広瀬すずインタビュー「自分だったらどうしてほしいかと考えるようになりました」

特集・インタビュー
2021年05月21日

広瀬すずインタビュー

◆最期の瞬間を向かえる人々と、日々接することになるので我慢しなければいけない瞬間は多そうに思います。

在宅医療の看護師さんは、目の前で患者さんが亡くなる瞬間まで、患者さんにとっての一番は何かを考えて接して、患者さんが望んだとおりのことをしていかなければならないんです。その作業は非常につらいだろうなと思いました。積極的な治療を望まず、そのまま息を引き取ることを望んでいる患者さんなら、看護師はその瞬間を待つしかない。映画ではそんな時の看護師の耐え方を柔らかく描いているんですが、演じながら「こんな瞬間を待たなきゃいけないんだ…」と思いました。何度も何度もそんな経験をしてきたであろう麻世として考えないといけないから難しい表現だなと思いました。

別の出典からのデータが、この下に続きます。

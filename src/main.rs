//! core-daemon - CORE API server supervisor
//!
//! Runs the CORE API server (TCP) with its companion UDP listener and an
//! optional auxiliary listener, or, with `-e`, asks an already running daemon
//! to execute a session file.
//!
//! CHANGELOG:
//! - 10/17/2026 - Absolute pid/log paths before detaching, flag warnings after logging init
//! - 10/16/2026 - Signal exit status, pidfile removal on exit
//! - 10/14/2026 - Initial CLI

use anyhow::{Context, Result};
use clap::Parser;
use std::path::{Path, PathBuf};
use std::process::ExitCode;
use std::sync::Arc;

use core_daemon::client;
use core_daemon::codec::RegisterCodec;
use core_daemon::config::{self, CliOverrides, Config, ConfigError, DEFAULT_CONFIG_PATH};
use core_daemon::daemon::{self, DaemonOptions, LogTargets};
use core_daemon::server::{self, HandlerRegistry, Supervisor, TraceHandler};

/// CORE daemon: serves the CORE API and hosts emulation sessions.
#[derive(Parser, Debug)]
#[command(name = "core-daemon")]
#[command(version, about, long_about = None)]
struct Cli {
    /// Read config from this file (default: /etc/core/core.conf)
    #[arg(short = 'f', long = "configfile", value_name = "PATH")]
    configfile: Option<PathBuf>,

    /// Run in the background as a daemon
    #[arg(short, long)]
    daemonize: bool,

    /// Ask a running daemon to execute this session file, then exit
    #[arg(short, long = "execute", value_name = "PATH")]
    execute: Option<PathBuf>,

    /// Log output to this file when daemonized
    #[arg(short, long, value_name = "PATH")]
    logfile: Option<PathBuf>,

    /// Port to listen on
    #[arg(short, long)]
    port: Option<u16>,

    /// Write the daemon's pid to this file
    #[arg(short = 'i', long, value_name = "PATH")]
    pidfile: Option<PathBuf>,

    /// Number of server threads
    #[arg(short = 't', long)]
    numthreads: Option<usize>,

    /// Verbose logging
    #[arg(short, long)]
    verbose: bool,

    /// Debug logging
    #[arg(short = 'g', long)]
    debug: bool,

    /// Extra arguments (ignored)
    #[arg(trailing_var_arg = true)]
    args: Vec<String>,
}

impl Cli {
    fn into_parts(self) -> (CliOverrides, Vec<String>) {
        let overrides = CliOverrides {
            configfile: self.configfile,
            daemonize: self.daemonize,
            execfile: self.execute,
            logfile: self.logfile,
            port: self.port,
            pidfile: self.pidfile,
            numthreads: self.numthreads,
            verbose: self.verbose,
            debug: self.debug,
        };
        (overrides, self.args)
    }
}

fn main() -> ExitCode {
    let (overrides, positional) = Cli::parse().into_parts();
    let loaded = config::load(Path::new(DEFAULT_CONFIG_PATH), &overrides, positional);

    let problems = init_logging(&loaded.config);

    for warning in &loaded.warnings {
        tracing::warn!("{}", warning);
    }
    for e in &problems {
        tracing::warn!(error = %e, "using default for option");
    }
    for arg in &loaded.positional {
        tracing::warn!(argument = %arg, "ignoring command line argument");
    }

    let code = match run(loaded.config) {
        Ok(code) => code,
        Err(e) => {
            tracing::error!("{:#}", e);
            1
        }
    };
    ExitCode::from(u8::try_from(code).unwrap_or(1))
}

/// Install the subscriber. Bad logging-related flags are returned, since
/// nothing can be logged before this runs.
fn init_logging(config: &Config) -> Vec<ConfigError> {
    let mut problems = Vec::new();
    let mut flag = |key: &str| {
        config.try_flag(key).unwrap_or_else(|e| {
            problems.push(e);
            false
        })
    };
    let debug = flag("debug");
    let verbose = flag("verbose");
    let daemonize = flag("daemonize");

    let level = if debug {
        tracing::Level::TRACE
    } else if verbose {
        tracing::Level::DEBUG
    } else {
        tracing::Level::INFO
    };

    tracing_subscriber::fmt()
        .with_env_filter(
            tracing_subscriber::EnvFilter::from_default_env().add_directive(level.into()),
        )
        .with_writer(std::io::stderr)
        .with_ansi(!daemonize)
        .init();

    problems
}

fn run(mut config: Config) -> Result<i32> {
    if let Some(file) = config.execfile() {
        return exec_remote(&config, &file);
    }

    // Already reported by init_logging
    let daemonized = config.try_flag("daemonize").unwrap_or(false);
    if !daemonized {
        return serve(&config, false);
    }

    config
        .resolve_paths()
        .context("cannot resolve pidfile and logfile paths")?;
    daemon::daemonize(&DaemonOptions::from_config(&config))?;
    let result = serve(&config, true);
    if let Err(e) = daemon::remove_pidfile(&config.pidfile()) {
        tracing::warn!(error = %e, "could not remove pidfile");
    }
    result
}

/// Run the listeners until shut down; returns the exit status.
fn serve(config: &Config, daemonized: bool) -> Result<i32> {
    tracing::info!(
        version = env!("CARGO_PKG_VERSION"),
        started = %chrono::Local::now().format("%a %b %e %H:%M:%S %Y"),
        pid = std::process::id(),
        "CORE daemon started"
    );

    let supervisor = Arc::new(Supervisor::new());
    let _shutdown = supervisor.guard();

    let logs = daemonized.then(|| LogTargets::from_config(config));
    daemon::install_signal_handlers(Arc::clone(&supervisor), daemonized, logs)
        .context("failed to install signal handlers")?;

    let handlers = HandlerRegistry::with_builtins();
    let handler = handlers.resolve(TraceHandler::KEY, config)?;
    let primary = server::start(config, handler, &handlers, &supervisor)?;

    tracing::debug!(
        listeners = supervisor.len(),
        numthreads = config.num_threads(),
        "serving"
    );
    primary.serve_forever();

    supervisor.shutdown();

    let code = supervisor.exit_code();
    tracing::info!(status = code, "CORE daemon exiting");
    Ok(code)
}

fn exec_remote(config: &Config, file: &Path) -> Result<i32> {
    let host = config.listen_addr();
    let port = config.port();
    let code = client::request_execute(host, port, file, &RegisterCodec)
        .with_context(|| format!("failed to send execute request to {}:{}", host, port))?;
    println!("execute request for {} sent to {}:{}", file.display(), host, port);
    Ok(code)
}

◆この作品を通して、在宅医療への考え方に変化はありました?

麻世を演じるにあたり、私の周りに在宅医療を選んでいる人がいなかったので自分に置き換えて考えるしかなかったんですね。そう考えたほうが、一番うそのない、リアルな気持ちに近づけるのかなと思いました。在宅医療を選ばれている方にとっては、看護師さんも含めて家族のようになっているんですね。泉谷しげるさんが演じていらっしゃる並木徳三郎さんのお宅を「まほろば診療所」の人たちが掃除したり、障子を貼り替えたりする場面があって、そこでは「医療がしやすいように患者さんの環境を整えるのも在宅医療の医師や看護師の仕事なのか」と思いました。それを自分に置き換えると、私ならそっちのほうが安心するかもとか、自分だったらこういう時はどうしてほしいかって考えるようになりました。

◆泉谷さんが愛する妻を自分で面倒みようとして、疲弊してしまう老老介護の場面も実際にあることなんだろうなと思えました。

今の状況に合った治療をして、家族を支えるのも在宅医療に従事する方々のお仕事なんだなって思いました。医療的な治療をするだけじゃないということを知らなかったので、「想像以上で大変な役だ」と現場に入ってあらためて思い知ることがたくさんありました。